Yedzenia Gainza 01 de enero de 2018
Han
pasado trece días y todavía no he podido dedicarme a visitar a amigos ni
familiares. Apenas he visto a un tío (producto de una encerrona de mi madre que
echó por tierra cualquier plan para sorprenderlo) y a una prima que en este
viaje fue mi cómplice.
Cada
vez que coincide mi visita con la Navidad, me callo la fecha. No me gusta que
sepan cuándo llego y tampoco cuándo me voy. Es una especie de promoción por
tiempo limitado. Intento organizarme de la mejor forma posible y realizar
visitas sorpresa. Sin embargo, esta vez es distinto, queda muy poca gente qué
visitar, pues la mayoría se ha ido del país. Como he contado en varias
ocasiones, estamos desparramados por el mundo, pero antes daba igual si el
resto del año estábamos en Canadá, Italia, España, Argentina, etc., en
diciembre todos coincidíamos en la casa de nuestros padres para celebrar la
Navidad.
Resulta
que este año son más los que se han ido que los que quedan. De hecho, muchos de
los que viven este desastre son los padres, abuelos o hijos muy pequeños de
quienes emigraron para poder ganar lo suficiente que permita llenar la nevera
con algo más que jarras de agua. Si a las ausencias le sumamos la inseguridad,
la falta de gasolina, las enormes colas en los supermercados y las
interminables diligencias que ocupan el día de todos, las sorpresas se han
reducido drásticamente y su lugar es ocupado por la tristeza de no saber cuándo
volveré a ver esos rostros. Toca conformarse con el teléfono, pero eso ya lo
hago a diario.
Una de
las sorpresas frustradas fue cuando intenté ir la casa de un amigo al que
siempre encuentro, no importa la hora. Él siempre está allí con una sonrisa
encantadora que hace juego con su tímida mirada y su suave voz. Pasé por su
barrio una tarde y en el carro di vueltas sin parar buscando por dónde entrar a
su calle, una calle que me sé de memoria desde que tengo dieciséis años. No
hubo forma de entrar, está blindada por todos lados y un impenetrable sistema de
seguridad me impedía improvisar. Me quedé esperando a que llegara algún vecino
para explicarle quién era y a quién iba a visitar, pero evidentemente nadie se
fía de un vehículo desconocido y mucho menos si está estacionado esperando que
se abra la puerta.
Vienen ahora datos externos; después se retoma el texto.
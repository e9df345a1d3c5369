use std::sync::Arc;

use configs::{AppConfig, BackendKind};
use models::{Entity, EntityData, EntityKind, ModelError};
use tracing::info;

use crate::errors::ServiceError;
use crate::storage::{DbStorage, FileStorage, ObjectMap, StorageEngine};

/// Handle to the one store the process runs with.
///
/// Built once at startup by [`Storage::open`] and cloned into whatever needs
/// persistence. Clones share the same backend.
#[derive(Clone)]
pub struct Storage {
    engine: Arc<dyn StorageEngine>,
    backend: BackendKind,
}

impl Storage {
    /// Construct the configured backend and reload it.
    pub async fn open(cfg: &AppConfig) -> Result<Self, ServiceError> {
        let backend = cfg.storage.backend;
        let engine: Arc<dyn StorageEngine> = match backend {
            BackendKind::File => Arc::new(FileStorage::new(&cfg.storage.file_path)),
            BackendKind::Db => Arc::new(DbStorage::connect(&cfg.database, cfg.is_test()).await?),
        };
        let storage = Self::from_engine(engine, backend);
        storage.reload().await?;
        info!(%backend, "storage ready");
        Ok(storage)
    }

    /// Wrap an already built engine. The caller decides when to reload.
    pub fn from_engine(engine: Arc<dyn StorageEngine>, backend: BackendKind) -> Self {
        Self { engine, backend }
    }

    pub fn backend(&self) -> BackendKind {
        self.backend
    }

    pub async fn all(&self, kind: Option<EntityKind>) -> Result<ObjectMap, ServiceError> {
        self.engine.all(kind).await
    }

    /// `all` filtered by a type name, e.g. `"User"`.
    pub async fn all_named(&self, name: &str) -> Result<ObjectMap, ServiceError> {
        let kind: EntityKind = name.parse()?;
        self.engine.all(Some(kind)).await
    }

    pub async fn add(&self, entity: &Entity) -> Result<(), ServiceError> {
        self.engine.add(entity).await
    }

    pub async fn save(&self) -> Result<(), ServiceError> {
        self.engine.save().await
    }

    pub async fn delete(&self, entity: Option<&Entity>) -> Result<(), ServiceError> {
        self.engine.delete(entity).await
    }

    pub async fn reload(&self) -> Result<(), ServiceError> {
        self.engine.reload().await
    }

    /// Refresh `updated_at`, register the entity and save.
    pub async fn persist(&self, entity: &mut Entity) -> Result<(), ServiceError> {
        entity.touch();
        self.engine.add(entity).await?;
        self.engine.save().await
    }

    /// Delete and save.
    pub async fn remove(&self, entity: &Entity) -> Result<(), ServiceError> {
        self.engine.delete(Some(entity)).await?;
        self.engine.save().await
    }

    /// Cities whose `state_id` is the id of `state`.
    pub async fn cities_of(&self, state: &Entity) -> Result<Vec<Entity>, ServiceError> {
        if state.kind() != EntityKind::State {
            return Err(ModelError::invalid_attribute(state.kind(), "cities are only listed for a State").into());
        }
        let mut cities: Vec<Entity> = self
            .engine
            .all(Some(EntityKind::City))
            .await?
            .into_values()
            .filter(|city| matches!(city.data(), EntityData::City(c) if c.state_id == state.id()))
            .collect();
        cities.sort_by(|a, b| a.created_at().cmp(&b.created_at()).then_with(|| a.id().cmp(b.id())));
        Ok(cities)
    }
}

#[cfg(test)]
mod tests {
    use super::*;
    use crate::test_support::temp_path;
    use models::attributes::City;

    fn file_config(path: &std::path::Path) -> AppConfig {
        let mut cfg = AppConfig::default();
        cfg.storage.file_path = path.display().to_string();
        cfg
    }

    fn city_in(state: &Entity, name: &str) -> Entity {
        Entity::from_data(EntityData::City(City { state_id: state.id().to_string(), name: name.into() }))
    }

    #[tokio::test]
    async fn open_selects_and_reloads_file_backend() -> Result<(), anyhow::Error> {
        let tmp = temp_path("selector_open", "json");
        let storage = Storage::open(&file_config(&tmp)).await?;
        assert_eq!(storage.backend(), BackendKind::File);
        assert!(storage.all(None).await?.is_empty());
        Ok(())
    }

    #[tokio::test]
    async fn persist_touches_and_saves() -> Result<(), anyhow::Error> {
        let tmp = temp_path("selector_persist", "json");
        let storage = Storage::open(&file_config(&tmp)).await?;

        let mut user = Entity::new(EntityKind::User);
        let before = user.updated_at();
        storage.persist(&mut user).await?;
        assert!(user.updated_at() >= before);

        let fresh = Storage::open(&file_config(&tmp)).await?;
        let users = fresh.all_named("User").await?;
        assert_eq!(users.len(), 1);
        assert_eq!(users[&format!("User.{}", user.id())], user);

        fresh.remove(&user).await?;
        let again = Storage::open(&file_config(&tmp)).await?;
        assert!(again.all(None).await?.is_empty());

        let _ = tokio::fs::remove_file(&tmp).await;
        Ok(())
    }

    #[tokio::test]
    async fn unknown_type_name_is_rejected() -> Result<(), anyhow::Error> {
        let tmp = temp_path("selector_unknown", "json");
        let storage = Storage::open(&file_config(&tmp)).await?;
        let err = storage.all_named("Spaceship").await.unwrap_err();
        assert!(err.is_unknown_kind());
        Ok(())
    }

    #[tokio::test]
    async fn cities_of_lists_only_that_state() -> Result<(), anyhow::Error> {
        let tmp = temp_path("selector_cities", "json");
        let storage = Storage::open(&file_config(&tmp)).await?;
        let california = Entity::new(EntityKind::State);
        let nevada = Entity::new(EntityKind::State);
        let sf = city_in(&california, "San Francisco");
        let la = city_in(&california, "Los Angeles");
        let reno = city_in(&nevada, "Reno");
        for e in [&california, &nevada, &sf, &la, &reno] {
            storage.add(e).await?;
        }

        let cities = storage.cities_of(&california).await?;
        let ids: Vec<&str> = cities.iter().map(|c| c.id()).collect();
        assert_eq!(cities.len(), 2);
        assert!(ids.contains(&sf.id()) && ids.contains(&la.id()));
        assert!(storage.cities_of(&Entity::new(EntityKind::State)).await?.is_empty());
        assert!(storage.cities_of(&sf).await.is_err());
        Ok(())
    }

    #[tokio::test]
    async fn clones_share_one_backend() -> Result<(), anyhow::Error> {
        let tmp = temp_path("selector_clone", "json");
        let storage = Storage::open(&file_config(&tmp)).await?;
        let handle = storage.clone();
        let amenity = Entity::new(EntityKind::Amenity);
        handle.add(&amenity).await?;
        assert!(storage.all(Some(EntityKind::Amenity)).await?.contains_key(&amenity.key()));
        Ok(())
    }
}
Tampoco era
inteligente quedarme allí mucho rato, eso sería tentar demasiado a la
delincuencia. Quedaba la opción de
llamar a mi amigo, pero además de arruinar la sorpresa, no tenía su número,
nunca hemos sido de llamarnos con frecuencia, todo lo dejamos siempre a un
abrazo un día cualquiera bajo una mata de mango y la mirada atenta de sus
gatos.
Mientras
se me ocurre un plan para entrar a la calle blindada, espero vencer el
monopolio de las diligencias diarias y ver a toda la gente que quiero y todavía
no se ha ido. Pero sobre todo, espero que pronto acabemos con esta tiranía
asesina que sigue destruyendo nuestra tierra y nos ha obligado a vivir los
momentos más catastróficos de nuestra historia.